The year was 1733, the then royal governor of New York, one William Cosby, suspended one Lewis Morris , chief justice of the provincial court, for ruling against him in a salary dispute. Mr Morris and some of the merchants and lawyers wanted to publicize their oppositiion to the ruling. Unfortunately, New York, at the time had only one newspaper, the New York Gazette. It seems that the New York Gazette was was in the good governor's pocket and would print no material critical of his policies. Mr Morris and his backers went in search for another New York printer to publish another newspaper. They were to provide the financial backing for this endeavor.

Enter one John Peter Zenger. Zenger had immigrated to America from Germany some twenty years earlier and, after serving an apprenticeship for another local printer, had established his own printing business. Mr. Morris and his backers contacted Mr. Zenger and thus the formation of the New-York Weekly Journal was underway. Once the Journal was published, readers found that the paper had mounted a bitter attack on governor Cosby, accusing him of seeking to destroy the provincial courts and of flouting both English and American law.

In 1734, Zenger was arrested on a charge of seditious libel. Although most of his backers and writers were probably responsible for the actual writing of the contested material, Zenger, as publisher, was held legally responsible for the paper's contents.

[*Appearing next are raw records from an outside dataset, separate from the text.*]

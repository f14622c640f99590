//! Session configuration.
//!
//! Configuration for the session client, including:
//! - Endpoint settings used to derive the per-identity URL
//! - Reconnection backoff policy
//! - Logging level and format

use std::path::Path;
use std::time::Duration;

use serde::{Deserialize, Serialize};
use url::Url;

use crate::error::SessionError;
use crate::reconnect::ReconnectConfig;
use crate::state::Identity;

/// Where sessions connect to.
///
/// The session URL is `{ws|wss}://{host}{path_prefix}/{identity}`.
#[derive(Debug, Clone, Serialize, Deserialize, PartialEq, Eq)]
#[serde(default)]
pub struct EndpointConfig {
    /// Use `wss://` instead of `ws://`.
    pub secure: bool,
    /// Host and optional port, e.g. `localhost:8080`.
    pub host: String,
    /// Path in front of the identity segment.
    pub path_prefix: String,
    /// Bound on a WebSocket close handshake, in milliseconds.
    pub close_timeout_ms: u64,
}

impl Default for EndpointConfig {
    fn default() -> Self {
        Self {
            secure: false,
            host: "localhost:8080".to_string(),
            path_prefix: "/ws/chat".to_string(),
            close_timeout_ms: 5_000,
        }
    }
}

impl EndpointConfig {
    /// URL scheme for this endpoint.
    #[must_use]
    pub const fn scheme(&self) -> &'static str {
        if self.secure { "wss" } else { "ws" }
    }

    /// Close handshake bound as a [`Duration`].
    #[must_use]
    pub const fn close_timeout(&self) -> Duration {
        Duration::from_millis(self.close_timeout_ms)
    }

    /// Build the session URL for `identity`.
    ///
    /// The identity is appended as a single, percent-encoded path segment.
    pub fn url_for(&self, identity: &Identity) -> Result<Url, SessionError> {
        let mut url = Url::parse(&format!("{}://{}", self.scheme(), self.host))?;
        {
            let mut segments = url.path_segments_mut().map_err(|()| {
                SessionError::Config(format!("host '{}' cannot carry a path", self.host))
            })?;
            segments.clear();
            for segment in self.path_prefix.split('/').filter(|s| !s.is_empty()) {
                segments.push(segment);
            }
            segments.push(identity.as_str());
        }
        Ok(url)
    }
}

/// Log output format.
#[derive(Debug, Clone, Copy, Serialize, Deserialize, PartialEq, Eq, Default)]
#[serde(rename_all = "lowercase")]
pub enum LogFormat {
    /// Human-readable lines.
    #[default]
    Pretty,
    /// One JSON object per line.
    Json,
}

/// Logging configuration.
#[derive(Debug, Clone, Serialize, Deserialize, PartialEq, Eq)]
#[serde(default)]
pub struct LoggingConfig {
    /// Default filter directive; `RUST_LOG` takes precedence.
    pub level: String,
    /// Output format.
    pub format: LogFormat,
}

impl Default for LoggingConfig {
    fn default() -> Self {
        Self {
            level: "info".to_string(),
            format: LogFormat::Pretty,
        }
    }
}

/// Main session configuration.
#[derive(Debug, Clone, Serialize, Deserialize, PartialEq, Eq, Default)]
#[serde(default)]
pub struct SessionConfig {
    /// Endpoint configuration.
    pub endpoint: EndpointConfig,
    /// Reconnection policy.
    pub reconnect: ReconnectConfig,
    /// Logging configuration.
    pub logging: LoggingConfig,
}

impl SessionConfig {
    /// Load configuration from a TOML file.
    ///
    /// # Errors
    ///
    /// Returns an error if the file cannot be read or parsed.
    pub fn from_file(path: impl AsRef<Path>) -> Result<Self, SessionError> {
        let content = std::fs::read_to_string(path.as_ref()).map_err(|e| {
            SessionError::Config(format!(
                "failed to read config file '{}': {}",
                path.as_ref().display(),
                e
            ))
        })?;

        Self::from_toml(&content)
    }

    /// Parse configuration from a TOML string.
    ///
    /// # Errors
    ///
    /// Returns an error if the TOML is invalid or fails validation.
    pub fn from_toml(content: &str) -> Result<Self, SessionError> {
        let config: Self = toml::from_str(content)
            .map_err(|e| SessionError::Config(format!("invalid TOML: {e}")))?;

        config.validate()?;
        Ok(config)
    }

    /// Serialize to TOML.
    pub fn to_toml(&self) -> Result<String, SessionError> {
        toml::to_string_pretty(self)
            .map_err(|e| SessionError::Config(format!("failed to serialize config: {e}")))
    }

    /// Write the configuration to `path` as TOML.
    pub fn save(&self, path: impl AsRef<Path>) -> Result<(), SessionError> {
        std::fs::write(path, self.to_toml()?)?;
        Ok(())
    }

    /// Validate the configuration.
    ///
    /// # Errors
    ///
    /// Returns an error if any configuration values are invalid.
    pub fn validate(&self) -> Result<(), SessionError> {
        if self.endpoint.host.trim().is_empty() {
            return Err(SessionError::Config(
                "endpoint.host cannot be empty".to_string(),
            ));
        }

        if self.endpoint.host.contains('/') {
            return Err(SessionError::Config(
                "endpoint.host must not contain a path".to_string(),
            ));
        }

        if !self.endpoint.path_prefix.starts_with('/') {
            return Err(SessionError::Config(
                "endpoint.path_prefix must start with '/'".to_string(),
            ));
        }

        if self.endpoint.close_timeout_ms == 0 {
            return Err(SessionError::Config(
                "endpoint.close_timeout_ms must be greater than 0".to_string(),
            ));
        }

        if self.reconnect.base_delay_ms == 0 {
            return Err(SessionError::Config(
                "reconnect.base_delay_ms must be greater than 0".to_string(),
            ));
        }

        if self.reconnect.max_delay_ms < self.reconnect.base_delay_ms {
            return Err(SessionError::Config(
                "reconnect.max_delay_ms must not be below reconnect.base_delay_ms".to_string(),
            ));
        }

        Ok(())
    }
}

For ten month's, Zenger was held incommunicado. It was up to his wife to keep the paper going.. Brought to trial in 1735, he was defended brilliantly by Andrew Hamilton of Philadelphia. Hamilton's argument was such that Zenger could not have committed seditious libel since the material he printed was, in fact, true. Although the court refused to accept the evidence that was submitted to prove the truth behind the contested articles, the jury was moved enough by Hamilton's defense and Zenger was acquitted. Within a couple of years, Zenger became public printer for New york and New Jersey.

While the Zenger case did not bring an immediate end to prosecutions for seditious libel, its historical significance cannot be over looked as an early milestone in the struggle for freedom of the press. Its main argument, that true statements could not be defined as libelous was and is still often cited.